Lawrence Memorial Hospital employees deny former nurse’s claims regarding falsifying records to maximize payments

Lawrence Memorial Hospital

In a new court filing, Lawrence Memorial Hospital employees deny a former nurse’s claims that the hospital falsified records to increase Medicare and Medicaid payments.

In May 2015 Megen Duffy, a former emergency room nurse at LMH, filed a whistleblower lawsuit in U.S. District Court in Kansas City, Kan.

The lawsuit claims that LMH’s Emergency Department falsified the arrival times of patients with chest pains to conceal the amount of time they spent in the waiting room, at registration or in triage. The false records, which allegedly began as early as 2007, were meant to maximize the amount of reimbursement money from the Centers for Medicare and Medicaid Services, the suit claims.

Megen Duffy

Andrew Ramirez, an attorney representing LMH, declined to comment on the case. Robert Collins, an attorney representing Duffy, did not immediately return phone calls seeking comment on the case.

Deposed in September, Duffy reiterated her claims, specifying that LMH Emergency Department Director Joan Harvey and Emergency Department Educator Elaine Swisher discussed how to commit fraud with the most efficiency.

Duffy said in the deposition that she could not recall seeing anyone else discussing the conspiracy to falsify records, though she claimed to suspect the involvement of two other employees.

This month both Harvey and Swisher were deposed and denied Duffy’s claims.

When asked, Harvey said in her deposition that she never ordered anybody to falsify medical records.

“That’s unethical,” she said. “That’s something I would remember.”

Harvey also denied threatening anyone who refused to falsify records with termination.

Swisher denied Duffy’s claims as well.

Another Emergency Department employee, Betty Laymon, was deposed in September and denied that she was ever directed to falsify records or threatened with termination if she objected to filing a false report.

Only excerpts from the depositions are publicly available and attorneys for both Duffy and LMH did not release the full copies of the documents when asked, citing privacy issues.

Duffy worked for LMH from 2009 until she was fired in 2013. Her lawsuit claims she was falsely fired for sending a threatening text to another employee when in reality she was fired because she objected to falsifying arrival times.
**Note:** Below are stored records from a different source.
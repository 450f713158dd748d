//! Review record

use core_kernel::{ProductId, ReviewId};
use serde::{Deserialize, Serialize};

/// A review as exposed by the review service
#[derive(Debug, Clone, PartialEq, Eq, Serialize, Deserialize)]
pub struct Review {
    #[serde(rename = "productID")]
    pub product_id: ProductId,
    #[serde(rename = "reviewID", default, skip_serializing_if = "Option::is_none")]
    pub review_id: Option<ReviewId>,
    pub author: String,
    pub subject: String,
    pub content: String,
}

impl Review {
    pub fn new(
        product_id: ProductId,
        author: impl Into<String>,
        subject: impl Into<String>,
        content: impl Into<String>,
    ) -> Self {
        Self {
            product_id,
            review_id: None,
            author: author.into(),
            subject: subject.into(),
            content: content.into(),
        }
    }

    pub fn with_id(mut self, id: ReviewId) -> Self {
        self.review_id = Some(id);
        self
    }
}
Duffy’s lawsuit is asking that the LMH pay $11,000 for each false claim. It is unclear how many false claims there may be.

The lawsuit is also asking that LMH pay back any profits earned through false claims and for her legal costs to be covered alongside any other relief the court might deem to be “just and equitable.”
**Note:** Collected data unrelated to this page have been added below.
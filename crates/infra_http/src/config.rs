//! Downstream service addressing
//!
//! Service addresses are configured as host and port pairs plus one base
//! path shared by every service. [`ServiceUrls::resolve`] turns them into the
//! three collection URLs once, at start-up.

use serde::{Deserialize, Serialize};
use std::time::Duration;

use crate::error::IntegrationError;

/// Path segment of the product collection
pub const PRODUCT_PATH: &str = "product";
/// Path segment of the recommendation collection
pub const RECOMMENDATION_PATH: &str = "recommendation";
/// Path segment of the review collection
pub const REVIEW_PATH: &str = "review";

/// Host and port of one downstream service
#[derive(Debug, Clone, PartialEq, Eq, Serialize, Deserialize)]
pub struct ServiceEndpoint {
    pub host: String,
    pub port: u16,
}

impl ServiceEndpoint {
    pub fn new(host: impl Into<String>, port: u16) -> Self {
        Self {
            host: host.into(),
            port,
        }
    }
}

/// Addresses of the three downstream services
#[derive(Debug, Clone, PartialEq, Eq, Serialize, Deserialize)]
#[serde(default)]
pub struct ServiceEndpoints {
    pub product: ServiceEndpoint,
    pub recommendation: ServiceEndpoint,
    pub review: ServiceEndpoint,
}

impl ServiceEndpoints {
    /// All three services behind one host and port
    pub fn single(host: impl Into<String>, port: u16) -> Self {
        let endpoint = ServiceEndpoint::new(host, port);
        Self {
            product: endpoint.clone(),
            recommendation: endpoint.clone(),
            review: endpoint,
        }
    }
}

impl Default for ServiceEndpoints {
    fn default() -> Self {
        Self {
            product: ServiceEndpoint::new("localhost", 7001),
            recommendation: ServiceEndpoint::new("localhost", 7002),
            review: ServiceEndpoint::new("localhost", 7003),
        }
    }
}

/// Everything the integration layer needs to reach the downstream services
#[derive(Debug, Clone, PartialEq, Eq)]
pub struct IntegrationConfig {
    pub services: ServiceEndpoints,
    /// Base path shared by all services, e.g. `/api/v1`
    pub base_path: String,
    /// Timeout applied to every outbound request
    pub timeout: Duration,
}

impl IntegrationConfig {
    pub fn new(services: ServiceEndpoints, base_path: impl Into<String>) -> Self {
        Self {
            services,
            base_path: base_path.into(),
            timeout: Duration::from_secs(10),
        }
    }

    pub fn with_timeout(mut self, timeout: Duration) -> Self {
        self.timeout = timeout;
        self
    }

    /// Checks that every endpoint is addressable
    pub fn validate(&self) -> Result<(), IntegrationError> {
        let endpoints = [
            (PRODUCT_PATH, &self.services.product),
            (RECOMMENDATION_PATH, &self.services.recommendation),
            (REVIEW_PATH, &self.services.review),
        ];
        for (name, endpoint) in endpoints {
            if endpoint.host.trim().is_empty() {
                return Err(IntegrationError::InvalidConfig(format!(
                    "{} service host is empty",
                    name
                )));
            }
            if endpoint.port == 0 {
                return Err(IntegrationError::InvalidConfig(format!(
                    "{} service port must not be 0",
                    name
                )));
            }
        }
        if !self.base_path.is_empty() && !self.base_path.starts_with('/') {
            return Err(IntegrationError::InvalidConfig(format!(
                "base path '{}' must start with '/'",
                self.base_path
            )));
        }
        if self.timeout.is_zero() {
            return Err(IntegrationError::InvalidConfig(
                "request timeout must be positive".to_string(),
            ));
        }
        Ok(())
    }
}

impl Default for IntegrationConfig {
    fn default() -> Self {
        Self::new(ServiceEndpoints::default(), "/api/v1")
    }
}

/// Collection URLs of the downstream services
#[derive(Debug, Clone, PartialEq, Eq)]
pub struct ServiceUrls {
    pub product: String,
    pub recommendation: String,
    pub review: String,
}

impl ServiceUrls {
    /// Composes `http://{host}:{port}{base_path}/{collection}` for each service
    pub fn resolve(config: &IntegrationConfig) -> Self {
        let base_path = config.base_path.trim_end_matches('/');
        let url = |endpoint: &ServiceEndpoint, collection: &str| {
            format!(
                "http://{}:{}{}/{}",
                endpoint.host, endpoint.port, base_path, collection
            )
        };

        Self {
            product: url(&config.services.product, PRODUCT_PATH),
            recommendation: url(&config.services.recommendation, RECOMMENDATION_PATH),
            review: url(&config.services.review, REVIEW_PATH),
        }
    }
}

#[cfg(test)]
mod tests {
    use super::*;

    #[test]
    fn test_resolve_composes_urls() {
        let urls = ServiceUrls::resolve(&IntegrationConfig::default());
        assert_eq!(urls.product, "http://localhost:7001/api/v1/product");
        assert_eq!(urls.recommendation, "http://localhost:7002/api/v1/recommendation");
        assert_eq!(urls.review, "http://localhost:7003/api/v1/review");
    }

    #[test]
    fn test_resolve_tolerates_trailing_slash_and_empty_base() {
        let services = ServiceEndpoints::single("product-host", 8080);

        let trailing = ServiceUrls::resolve(&IntegrationConfig::new(services.clone(), "/api/v1/"));
        assert_eq!(trailing.product, "http://product-host:8080/api/v1/product");

        let bare = ServiceUrls::resolve(&IntegrationConfig::new(services, ""));
        assert_eq!(bare.review, "http://product-host:8080/review");
    }

    #[test]
    fn test_validate_rejects_bad_endpoints() {
        let mut config = IntegrationConfig::default();
        assert!(config.validate().is_ok());

        config.services.review.host = " ".to_string();
        assert!(config.validate().is_err());

        let mut config = IntegrationConfig::default();
        config.services.product.port = 0;
        assert!(config.validate().is_err());

        let config = IntegrationConfig::new(ServiceEndpoints::default(), "api");
        assert!(config.validate().is_err());
    }
}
Due to a program established by the Affordable Care Act, Medicare offers hospitals financial incentives based on their quality of care, Duffy’s lawsuit claims; because patient arrival times were falsely documented other data was offset as a result, putting patients at risk.

Last October attorneys for LMH filed an answer to the lawsuit denying Duffy’s claims and submitting a countersuit.

The countersuit claims that Duffy breached her termination settlement contract — for which she was paid $9,000 — and committed fraud by filing her lawsuit against LMH.

Duffy has denied the countersuit’s claims.

The case is scheduled for a pretrial conference in June 2017. It is unclear when the trial itself, which is expected to last 10 days, will take place.